The caution didn’t fall until Lap 4, when Ryan Sieg spun his #39 CMRroofing.com Chevrolet down the backstretch and nudged into the inside wall. Sieg lost multiple laps and returned to complete 22 circuits before suspension issues ended his day. Leicht commented his #66 was running much better than it had on Thursday, but he still turned only 52 laps, citing fuel pump issues for his 34th-place finish. Chad Finchum, Leicht’s teammate in the #13 CrashClaimsR.us Toyota, made multiple trips to the garage area for an apparent brake issue according to radio communications. Electrical issues were the official reason out when Finchum exited after 66 completed laps. Rounding out the Bottom Five was Ronnie Bassett, Jr., who had a vibration on his backup #90 Chevrolet following a brutal hit to the backstretch wall on the final lap of the Thursday race.

LASTCAR STATISTICS
*This marked the first XFINITY Series last-place finish for the #47 since July 28, 2012, when Stephen Leicht also failed to complete the opening lap of the Indy 250 at Indianapolis in an unsponsored white #47 Chevrolet for The Motorsports Group. Leicht happened to be the only active Kentucky winner to start Thursday’s race at the track, his win coming in 2007.
*This was also the eighth time in XFINITY Series history where the last-place finishers in two consecutive races at the same track both failed to complete a single lap.
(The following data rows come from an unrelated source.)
use cohort::prelude::*;
use std::collections::HashSet;

#[derive(Clone, Copy, Debug, PartialEq, Eq, Hash)]
struct Position(i32, i32);
#[derive(Clone, Copy, Debug, PartialEq)]
struct Velocity(i32, i32);
#[derive(Clone, Copy, Debug, PartialEq)]
struct A(u64);
#[derive(Clone, Copy, Debug, PartialEq)]
struct B(u64);
#[derive(Clone, Copy, Debug, PartialEq)]
struct Likes(u32);
#[derive(Clone, Copy, Debug, PartialEq)]
struct Sees(u32);
#[derive(Clone, Copy, Debug, PartialEq)]
struct Counter(u32);
#[derive(Clone, Copy, Debug, PartialEq)]
struct Frozen;

#[test]
fn single_stream_matches_across_archetypes() {
    let mut world = World::new();
    let e1 = world.spawn();
    let e2 = world.spawn();
    let e3 = world.spawn();
    world.add_component(e1, SecondaryKey::None, Position(1, 1)).unwrap();
    world.add_component(e2, SecondaryKey::None, Position(2, 2)).unwrap();
    world.add_component(e3, SecondaryKey::None, Position(3, 3)).unwrap();
    world.add_component(e3, SecondaryKey::None, Velocity(1, 0)).unwrap();

    let mut query = QueryBuilder::new().has::<Position>().compile();
    let mut seen = HashSet::new();
    query
        .stream::<(Position,)>()
        .for_each(&mut world, |entity, pos| {
            seen.insert((entity, *pos));
        })
        .unwrap();

    let expected: HashSet<_> = vec![
        (e1, Position(1, 1)),
        (e2, Position(2, 2)),
        (e3, Position(3, 3)),
    ]
    .into_iter()
    .collect();
    assert_eq!(seen, expected);
}

#[test]
fn two_slot_stream_requires_both_components() {
    let mut world = World::new();
    let e1 = world.spawn();
    let e3 = world.spawn();
    world.add_component(e1, SecondaryKey::None, Position(1, 1)).unwrap();
    world.add_component(e3, SecondaryKey::None, Position(3, 3)).unwrap();
    world.add_component(e3, SecondaryKey::None, Velocity(1, 0)).unwrap();

    let mut query = QueryBuilder::new()
        .has::<Position>()
        .has::<Velocity>()
        .compile();
    let mut hits = Vec::new();
    query
        .stream::<(Position, Velocity)>()
        .for_each(&mut world, |entity, pos, vel| {
            hits.push((entity, *pos, *vel));
        })
        .unwrap();

    assert_eq!(hits, vec![(e3, Position(3, 3), Velocity(1, 0))]);
}

#[test]
fn not_mask_excludes_archetypes() {
    let mut world = World::new();
    let moving = world.spawn();
    let frozen = world.spawn();
    world.add_component(moving, SecondaryKey::None, Position(0, 0)).unwrap();
    world.add_component(frozen, SecondaryKey::None, Position(9, 9)).unwrap();
    world.add_component(frozen, SecondaryKey::None, Frozen).unwrap();

    let mut query = QueryBuilder::new().has::<Position>().not::<Frozen>().compile();
    let mut hits = Vec::new();
    query
        .stream::<(Position,)>()
        .for_each(&mut world, |entity, _| hits.push(entity))
        .unwrap();

    assert_eq!(hits, vec![moving]);
}

#[test]
fn relation_wildcard_cartesian() {
    let mut world = World::new();
    let target_a = world.spawn();
    let target_b = world.spawn();
    let x = world.spawn();

    world
        .add_component(x, SecondaryKey::Entity(target_a), Likes(1))
        .unwrap();
    world
        .add_component(x, SecondaryKey::Entity(target_b), Likes(2))
        .unwrap();
    world.add_component(x, SecondaryKey::None, Likes(0)).unwrap();

    // AnyTarget: the two relation keys, plain excluded
    let mut query = QueryBuilder::new()
        .has_expr(TypeExpression::any_target::<Likes>())
        .compile();
    let mut values = Vec::new();
    query
        .stream_with::<(Likes,)>(&[SecondaryKey::AnyTarget])
        .for_each(&mut world, |_, likes| values.push(likes.0))
        .unwrap();
    values.sort_unstable();
    assert_eq!(values, vec![1, 2]);

    // Any: all three keys
    let mut query = QueryBuilder::new()
        .has_expr(TypeExpression::any::<Likes>())
        .compile();
    let mut values = Vec::new();
    query
        .stream_with::<(Likes,)>(&[SecondaryKey::Any])
        .for_each(&mut world, |_, likes| values.push(likes.0))
        .unwrap();
    values.sort_unstable();
    assert_eq!(values, vec![0, 1, 2]);
}

#[test]
fn specific_relation_key_selects_one_column() {
    let mut world = World::new();
    let target_a = world.spawn();
    let target_b = world.spawn();
    let x = world.spawn();

    world
        .add_component(x, SecondaryKey::Entity(target_a), Likes(1))
        .unwrap();
    world
        .add_component(x, SecondaryKey::Entity(target_b), Likes(2))
        .unwrap();

    let mut query = QueryBuilder::new()
        .has_expr(TypeExpression::rel::<Likes>(target_b))
        .compile();
    let mut values = Vec::new();
    query
        .stream_with::<(Likes,)>(&[SecondaryKey::Entity(target_b)])
        .for_each(&mut world, |_, likes| values.push(likes.0))
        .unwrap();
    assert_eq!(values, vec![2]);
}

#[test]
fn migration_and_backfill_sums() {
    let mut world = World::new();
    let entities = world.spawn_n(1000).to_vec();
    for (i, entity) in entities.iter().enumerate() {
        world
            .add_component(*entity, SecondaryKey::None, A(i as u64))
            .unwrap();
    }
    for (i, entity) in entities.iter().enumerate() {
        if i % 2 == 1 {
            world
                .add_component(*entity, SecondaryKey::None, B(2 * i as u64))
                .unwrap();
        }
    }

    let mut a_only = QueryBuilder::new().has::<A>().not::<B>().compile();
    assert_eq!(a_only.count(&world), 500);
    let mut both = QueryBuilder::new().has::<A>().has::<B>().compile();
    assert_eq!(both.count(&world), 500);

    let mut sum = 0u64;
    both.stream::<(A, B)>()
        .for_each(&mut world, |_, _, b| sum += b.0)
        .unwrap();
    assert_eq!(sum, 500_000);
}

#[test]
fn cross_join_visits_every_combination() {
    let mut world = World::new();
    let ta = world.spawn();
    let tb = world.spawn();
    let tc = world.spawn();
    let td = world.spawn();

    // three entities sharing one archetype with 2 Likes and 2 Sees keys
    let mut rows = Vec::new();
    for i in 0..3u32 {
        let entity = world.spawn();
        world
            .add_component(entity, SecondaryKey::Entity(ta), Likes(10 + i))
            .unwrap();
        world
            .add_component(entity, SecondaryKey::Entity(tb), Likes(20 + i))
            .unwrap();
        world
            .add_component(entity, SecondaryKey::Entity(tc), Sees(30 + i))
            .unwrap();
        world
            .add_component(entity, SecondaryKey::Entity(td), Sees(40 + i))
            .unwrap();
        rows.push(entity);
    }

    let mut query = QueryBuilder::new()
        .has_expr(TypeExpression::any_entity::<Likes>())
        .has_expr(TypeExpression::any_entity::<Sees>())
        .compile();

    let mut tuples = 0;
    let mut combos = HashSet::new();
    query
        .stream_with::<(Likes, Sees)>(&[SecondaryKey::AnyEntity, SecondaryKey::AnyEntity])
        .for_each(&mut world, |_, likes, sees| {
            tuples += 1;
            combos.insert((likes.0 / 10, sees.0 / 10));
        })
        .unwrap();

    // 2 Likes columns x 2 Sees columns x 3 rows
    assert_eq!(tuples, 2 * 2 * 3);
    let expected: HashSet<_> = vec![(1, 3), (1, 4), (2, 3), (2, 4)].into_iter().collect();
    assert_eq!(combos, expected);
}

#[test]
fn raw_yields_column_slices_per_combination() {
    let mut world = World::new();
    let target = world.spawn();
    for i in 0..4u32 {
        let entity = world.spawn();
        world
            .add_component(entity, SecondaryKey::Entity(target), Likes(i))
            .unwrap();
    }

    let mut query = QueryBuilder::new()
        .has_expr(TypeExpression::any_entity::<Likes>())
        .compile();

    let mut calls = 0;
    let mut rows = 0;
    query
        .stream_with::<(Likes,)>(&[SecondaryKey::AnyEntity])
        .raw(&mut world, |entities, likes| {
            calls += 1;
            rows += entities.len();
            assert_eq!(entities.len(), likes.len());
        })
        .unwrap();

    assert_eq!(calls, 1);
    assert_eq!(rows, 4);
}

#[test]
fn iter_yields_shared_references() {
    let mut world = World::new();
    for i in 0..5 {
        let entity = world.spawn();
        world
            .add_component(entity, SecondaryKey::None, Position(i, -i))
            .unwrap();
    }

    let mut query = QueryBuilder::new().has::<Position>().compile();
    let sum: i32 = query
        .stream::<(Position,)>()
        .iter(&world)
        .map(|(_, pos)| pos.0)
        .sum();
    assert_eq!(sum, 0 + 1 + 2 + 3 + 4);
}

#[test]
fn blit_overwrites_matched_columns() {
    let mut world = World::new();
    for _ in 0..6 {
        let entity = world.spawn();
        world
            .add_component(entity, SecondaryKey::None, Counter(3))
            .unwrap();
    }

    let mut query = QueryBuilder::new().has::<Counter>().compile();
    let written = query.blit(&mut world, SecondaryKey::None, Counter(0));
    assert_eq!(written, 6);

    let mut sum = 0;
    query
        .stream::<(Counter,)>()
        .for_each(&mut world, |_, counter| sum += counter.0)
        .unwrap();
    assert_eq!(sum, 0);
}

#[test]
fn uniform_parameter_is_passed_by_value() {
    let mut world = World::new();
    for _ in 0..8 {
        let entity = world.spawn();
        world
            .add_component(entity, SecondaryKey::None, Counter(1))
            .unwrap();
    }

    let mut query = QueryBuilder::new().has::<Counter>().compile();
    query
        .stream::<(Counter,)>()
        .for_each_uniform(&mut world, 5u32, |_, counter, bump| counter.0 += bump)
        .unwrap();

    let mut sum = 0;
    query
        .stream::<(Counter,)>()
        .for_each(&mut world, |_, counter| sum += counter.0)
        .unwrap();
    assert_eq!(sum, 8 * 6);
}

#[test]
fn queries_see_archetypes_created_after_compile() {
    let mut world = World::new();
    let mut query = QueryBuilder::new().has::<Position>().compile();
    assert_eq!(query.count(&world), 0);

    let entity = world.spawn();
    world
        .add_component(entity, SecondaryKey::None, Position(1, 2))
        .unwrap();
    world
        .add_component(entity, SecondaryKey::None, Velocity(0, 0))
        .unwrap();

    assert_eq!(query.count(&world), 1);
    assert_eq!(query.matched_archetypes(&world).len(), 1);
}

#[cfg(feature = "parallel")]
#[test]
fn parallel_increments_every_counter() {
    let mut world = World::new();
    for _ in 0..10_000 {
        let entity = world.spawn();
        world
            .add_component(entity, SecondaryKey::None, Counter(0))
            .unwrap();
    }

    let mut query = QueryBuilder::new().has::<Counter>().compile();
    query
        .stream::<(Counter,)>()
        .par_for_each(&mut world, Some(256), |_, counter| counter.0 += 1)
        .unwrap();

    let mut sum = 0u32;
    query
        .stream::<(Counter,)>()
        .for_each(&mut world, |_, counter| sum += counter.0)
        .unwrap();
    assert_eq!(sum, 10_000);
}

#[cfg(feature = "parallel")]
#[test]
fn parallel_uniform_matches_sequential() {
    let mut world = World::new();
    for _ in 0..1000 {
        let entity = world.spawn();
        world
            .add_component(entity, SecondaryKey::None, Counter(2))
            .unwrap();
    }

    let mut query = QueryBuilder::new().has::<Counter>().compile();
    query
        .stream::<(Counter,)>()
        .par_for_each_uniform(&mut world, None, 3u32, |_, counter, scale| {
            counter.0 *= scale
        })
        .unwrap();

    let mut sum = 0u32;
    query
        .stream::<(Counter,)>()
        .for_each(&mut world, |_, counter| sum += counter.0)
        .unwrap();
    assert_eq!(sum, 6000);
}

#[test]
fn deferred_component_removal_during_iteration() {
    let mut world = World::new();
    let entities = world.spawn_n(5).to_vec();
    for entity in &entities {
        world
            .add_component(*entity, SecondaryKey::None, Counter(1))
            .unwrap();
    }

    let mut query = QueryBuilder::new().has::<Counter>().compile();
    let lock = world.lock();
    query
        .stream::<(Counter,)>()
        .for_each_deferred(&lock, |entity, _| {
            lock.remove_component::<Counter>(entity, SecondaryKey::None)
                .unwrap();
        })
        .unwrap();
    drop(lock);

    assert_eq!(query.count(&world), 0);
    for entity in &entities {
        assert!(world.is_alive(*entity));
        assert!(world.signature_of(*entity).unwrap().is_empty());
    }
}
The most recent occurrence was at Michigan, where Tim Schendel had engine woes on June 14, 2014, then C.J. Faison retired with electrical issues on June 13, 2015. Thanks to Seth Eggert for the suggestion.

THE BOTTOM FIVE
36) #47-Kyle Weatherman / 0 laps / crash
35) #39-Ryan Sieg / 22 laps / crash
34) #66-Stephen Leicht / 52 laps / fuel pump
33) #13-Chad Finchum / 66 laps / electrical
32) #90-Ronnie Bassett, JR. / 73 laps / vibration

2020 LASTCAR XFINITY SERIES OWNER'S CHAMPIONSHIP
1st) Motorsports Business Management (3)
2nd) JD Motorsports, Jimmy Means Racing, Joe Gibbs Racing, Shepherd Racing Ventures (2)
3rd) Jeremy Clements Racing, JR Motorsports, Mike Harmon Racing, SS-Green Light Racing (1)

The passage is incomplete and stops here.